La riposte a été longue à s'organiser, mais semble aujourd'hui s'être clarifiée. Devant l'inanité de leurs propres services express, souvent montés à la hâte, les plus importantes compagnies aériennes ont choisi le jeu des alliances. C'est le sens de la prise de contrôle de DHL par Japan Air Lines et Lufthansa, qui, associées à la maison de négoce japonaise Nissho, vont détenir, à terme, 57,5% du capital du coursier international et faire de celui-ci un véritable cheval de Troie parmi les « integrators ». Pour sa part, Air France, dont la stratégie est plus hésitante dans ce domaine, devrait pousser les feux d'une collaboration étroite entamée au plan national avec la Poste et TAT Express. Parallèlement, les trois grandes compagnies japonaise, allemande et française, ont constitué un réseau informatique mondial (Global Logistic System) qui verrouille leur domination sur le marché du frêt aérien et s'attache, de gré ou de force, la coopération des transitaires-agents de fret aérien.
La Poste,
nouvel « integrator »
La réaction la plus fulgurante est venue des réseaux postaux. La constitution en France, en 1985, de Chronopost (appellation commerciale d'une société commune de droit privé de la Poste et de TAT), s'appuyant sur le réseau international EMS (150 pays), a constitué un franc succès, entâché, il est vrai par les critiques des transporteurs. Ceux-ci continuent d'accuser Chronopost de bénéficier indûment de la logistique du réseau public de la Poste. En l'espace de cinq ans, Chronopost a multiplié son chiffre d'affaires par dix (1,35 milliard de francs en 1990). Mais un tiers seulement est réalisé à l'exportation.

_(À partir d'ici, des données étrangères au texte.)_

//! # Mehfil Console Library
//!
//! Application shell around the storefront logic: configuration, tracing,
//! the command layer, and the `mehfil` command line.
//!
//! ## Module Organization
//! ```text
//! mehfil_console/
//! ├── lib.rs          ◄─── You are here (CLI parsing & dispatch)
//! ├── config.rs       ◄─── AppConfig: defaults → mehfil.toml → MEHFIL_* env
//! ├── state.rs        ◄─── AppState: repositories + pricing table
//! ├── commands/
//! │   ├── quote.rs         ◄─── Catering quotes
//! │   ├── order.rs         ◄─── Checkout and admin order changes
//! │   ├── subscription.rs  ◄─── Subscription lifecycle and due lists
//! │   └── account.rs       ◄─── Signup, login, admin accounts
//! └── error.rs        ◄─── ApiError + Outcome { success, data, error }
//! ```
//!
//! ## Output
//! Every command prints one `Outcome` as pretty JSON on stdout; logs go to
//! stderr. The process exits non-zero when the outcome is a failure.

pub mod commands;
pub mod config;
pub mod error;
pub mod state;

use std::path::PathBuf;

use clap::{Args, Parser, Subcommand};
use mehfil_db::{MemoryStore, RecordStore};
use serde::Serialize;
use tracing::info;
use tracing_subscriber::EnvFilter;

use commands::subscription::SubscriptionFilter;
use config::AppConfig;
use error::{ApiError, Outcome};
use state::AppState;

/// Default tracing directive when neither `RUST_LOG` nor `log_filter` is set.
const DEFAULT_LOG_FILTER: &str = "info,mehfil=debug,sqlx=warn";

// =============================================================================
// Command Line
// =============================================================================

#[derive(Debug, Parser)]
#[command(name = "mehfil")]
#[command(author, version, about = "Cafe Mehfil admin console")]
pub struct Cli {
    /// Configuration file (defaults to the platform config directory)
    #[arg(short, long, global = true, env = "MEHFIL_CONFIG", value_name = "PATH")]
    pub config: Option<PathBuf>,

    #[command(subcommand)]
    pub command: Command,
}

#[derive(Debug, Clone, PartialEq, Subcommand)]
pub enum Command {
    /// Price a catering request (JSON form; the default form if omitted)
    Quote { file: Option<PathBuf> },
    /// List orders, newest first
    Orders {
        #[arg(long = "user", value_name = "ID")]
        user_id: Option<String>,
    },
    /// Set an order's status (pending, confirmed, preparing, shipped, delivered, cancelled)
    OrderStatus { id: String, status: String },
    /// Set an order's payment status (pending, awaiting_confirmation, confirmed, failed)
    PaymentStatus { id: String, status: String },
    /// List subscriptions
    Subscriptions {
        #[command(flatten)]
        filter: FilterArgs,
    },
    /// Record a subscription payment now
    ProcessPayment { id: String },
    /// Cancel a subscription
    CancelSubscription {
        id: String,
        /// Free-text reason, kept on the record
        reason: Vec<String>,
    },
    /// List accounts
    Users,
    /// Create the default admin account if none exists
    InitAdmin { password: String },
    /// Print the effective configuration
    Config,
}

/// At most one subscription filter; none lists everything.
#[derive(Debug, Clone, PartialEq, Default, Args)]
#[group(multiple = false)]
pub struct FilterArgs {
    /// Active and due now or earlier
    #[arg(long)]
    pub due: bool,
    /// Active and due within the next week
    #[arg(long)]
    pub upcoming: bool,
    /// Active and past due
    #[arg(long)]
    pub overdue: bool,
    /// One customer's subscriptions
    #[arg(long = "user", value_name = "ID")]
    pub user_id: Option<String>,
}

impl From<FilterArgs> for SubscriptionFilter {
    fn from(args: FilterArgs) -> Self {
        match args {
            FilterArgs { due: true, .. } => SubscriptionFilter::Due,
            FilterArgs { upcoming: true, .. } => SubscriptionFilter::Upcoming,
            FilterArgs { overdue: true, .. } => SubscriptionFilter::Overdue,
            FilterArgs {
                user_id: Some(user_id),
                ..
            } => SubscriptionFilter::User(user_id),
            _ => SubscriptionFilter::All,
        }
    }
}

// =============================================================================
// Startup
// =============================================================================

/// Initializes the tracing subscriber for structured logging.
///
/// ## Log Levels
/// - `RUST_LOG=debug` - Show debug messages
/// - `RUST_LOG=mehfil=trace` - Show trace for mehfil crates only
/// - Otherwise the `log_filter` config key, else `info,mehfil=debug,sqlx=warn`
pub fn init_tracing(log_filter: Option<&str>) {
    let filter = EnvFilter::try_from_default_env()
        .unwrap_or_else(|_| EnvFilter::new(log_filter.unwrap_or(DEFAULT_LOG_FILTER)));

    tracing_subscriber::fmt()
        .with_env_filter(filter)
        .with_writer(std::io::stderr)
        .init();
}

/// Runs one invocation. Returns whether the printed outcome was a success.
///
/// ## Startup Sequence
/// ```text
/// ┌─────────────────────────────────────────────────────────────────────────┐
/// │  1. Load configuration (defaults → file → environment) ───────────────► │
/// │  2. Initialize logging ───────────────────────────────────────────────► │
/// │  3. Open database (skipped for `quote` and `config`) ─────────────────► │
/// │  4. Run the command, print its Outcome as JSON ───────────────────────► │
/// │  5. Close the database ───────────────────────────────────────────────► │
/// └─────────────────────────────────────────────────────────────────────────┘
/// ```
pub async fn run(cli: Cli) -> Result<bool, ApiError> {
    let config = AppConfig::load(cli.config)?;
    init_tracing(config.log_filter.as_deref());
    info!(order_transitions = %config.order_transitions, "Configuration loaded");

    let outcome = match cli.command {
        Command::Config => {
            println!("{}", config.to_toml()?);
            return Ok(true);
        }
        // Quotes never touch stored records.
        Command::Quote { .. } => {
            let state = AppState::with_store(MemoryStore::new(), &config);
            execute(&state, cli.command).await
        }
        command => {
            let state = AppState::open(&config).await?;
            let outcome = execute(&state, command).await;
            state.repos().store().close().await;
            outcome
        }
    };

    let outcome = Outcome::from(outcome);
    let rendered = serde_json::to_string_pretty(&outcome)
        .map_err(|e| ApiError::internal(format!("Failed to render output: {}", e)))?;
    println!("{}", rendered);

    Ok(outcome.success)
}

/// Runs a command against `state` and returns its data as JSON.
pub async fn execute<S: RecordStore>(
    state: &AppState<S>,
    command: Command,
) -> Result<serde_json::Value, ApiError> {
    use commands::{account, order, quote, subscription};

    match command {
        Command::Quote { file } => {
            let body = match file {
                Some(path) => std::fs::read_to_string(&path).map_err(|e| {
                    ApiError::validation(format!("Cannot read {}: {}", path.display(), e))
                })?,
                None => String::new(),
            };
            to_json(quote::catering_quote_from_json(state, &body)?)
        }
        Command::Orders { user_id } => to_json(order::list_orders(state, user_id.as_deref()).await?),
        Command::OrderStatus { id, status } => {
            to_json(order::update_order_status(state, &id, &status).await?)
        }
        Command::PaymentStatus { id, status } => {
            to_json(order::update_payment_status(state, &id, &status).await?)
        }
        Command::Subscriptions { filter } => {
            let filter = SubscriptionFilter::from(filter);
            to_json(subscription::subscription_table(state, &filter).await?)
        }
        Command::ProcessPayment { id } => {
            to_json(subscription::process_subscription_payment(state, &id).await?)
        }
        Command::CancelSubscription { id, reason } => {
            let reason = (!reason.is_empty()).then(|| reason.join(" "));
            to_json(subscription::cancel_subscription(state, &id, reason).await?)
        }
        Command::Users => to_json(account::list_users(state).await?),
        Command::InitAdmin { password } => {
            to_json(account::ensure_default_admin(state, &password).await?)
        }
        Command::Config => Err(ApiError::internal("not a data command")),
    }
}

fn to_json<T: Serialize>(data: T) -> Result<serde_json::Value, ApiError> {
    serde_json::to_value(data)
        .map_err(|e| ApiError::internal(format!("Failed to render output: {}", e)))
}

#[cfg(test)]
mod tests {
    use super::*;
    use crate::error::ErrorCode;

    fn parse(line: &str) -> Result<Cli, clap::Error> {
        Cli::try_parse_from(std::iter::once("mehfil").chain(line.split_whitespace()))
    }

    #[test]
    fn test_parse_commands() {
        let cli = parse("--config ./mehfil.toml orders --user u-7").unwrap();
        assert_eq!(cli.config, Some(PathBuf::from("./mehfil.toml")));
        assert_eq!(
            cli.command,
            Command::Orders {
                user_id: Some("u-7".into())
            }
        );

        let cli = parse("subscriptions --upcoming").unwrap();
        let Command::Subscriptions { filter } = cli.command else {
            panic!("expected the subscriptions command");
        };
        assert_eq!(SubscriptionFilter::from(filter), SubscriptionFilter::Upcoming);

        let cli = parse("subscriptions --user u-3 -c other.toml").unwrap();
        assert_eq!(cli.config, Some(PathBuf::from("other.toml")));
        let Command::Subscriptions { filter } = cli.command else {
            panic!("expected the subscriptions command");
        };
        assert_eq!(SubscriptionFilter::from(filter), SubscriptionFilter::User("u-3".into()));

        let cli = parse("cancel-subscription s-1 moving to Lahore").unwrap();
        assert_eq!(
            cli.command,
            Command::CancelSubscription {
                id: "s-1".into(),
                reason: vec!["moving".into(), "to".into(), "Lahore".into()]
            }
        );

        assert_eq!(parse("quote").unwrap().command, Command::Quote { file: None });
    }

    #[test]
    fn test_parse_rejects_unknown() {
        assert!(parse("order-status o-1").is_err());
        assert!(parse("refund o-1").is_err());
        assert!(parse("orders --config").is_err());
        assert!(parse("subscriptions --due --overdue").is_err());
    }

    #[tokio::test]
    async fn test_execute_against_memory_store() {
        let state = AppState::with_store(MemoryStore::new(), &AppConfig::default());

        let quote = execute(&state, Command::Quote { file: None }).await.unwrap();
        assert_eq!(quote["total"], 20000);
        assert_eq!(quote["cupsNeeded"], 50);

        let admin = execute(
            &state,
            Command::InitAdmin {
                password: "admin123".into(),
            },
        )
        .await
        .unwrap();
        assert_eq!(admin["role"], "admin");
        assert!(admin.get("passwordHash").is_none());

        let err = execute(&state, Command::ProcessPayment { id: "s-404".into() })
            .await
            .unwrap_err();
        assert_eq!(err.code, ErrorCode::NotFound);

        let listed = execute(&state, Command::Orders { user_id: None }).await.unwrap();
        assert_eq!(listed, serde_json::json!([]));

        let due = execute(
            &state,
            Command::Subscriptions {
                filter: FilterArgs {
                    due: true,
                    ..FilterArgs::default()
                },
            },
        )
        .await
        .unwrap();
        assert_eq!(due, serde_json::json!([]));
    }
}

L'alliance avec l'australien TNT devrait faire disparaître ce point faible. Dans la nouvelle société commune (GD Net BV sera opérationnelle le 1er janvier prochain), TNT apporte sa logistique internationale, mal structurée côté Poste, en échange des volumes de trafic des réseaux postaux (cinq pour le moment, mais leur nombre n'est pas limitatif). La nouvelle entité pourrait réaliser, dès la première année, 7 milliards de francs de chiffre d'affaires. Un nouvel « integrator » est né dont la maîtrise de marchés domestiques n'est pas le moindre des points forts. Du moins apparaît­il aujourd'hui comme le seul groupe capable, en Europe, de contenir la stratégie d'implantation internationale massive que les deux mastodontes, UPS et Federal Express, devraient, malgré des difficultés passagères, poursuivre sous l'oeil attentif des messagers nationaux.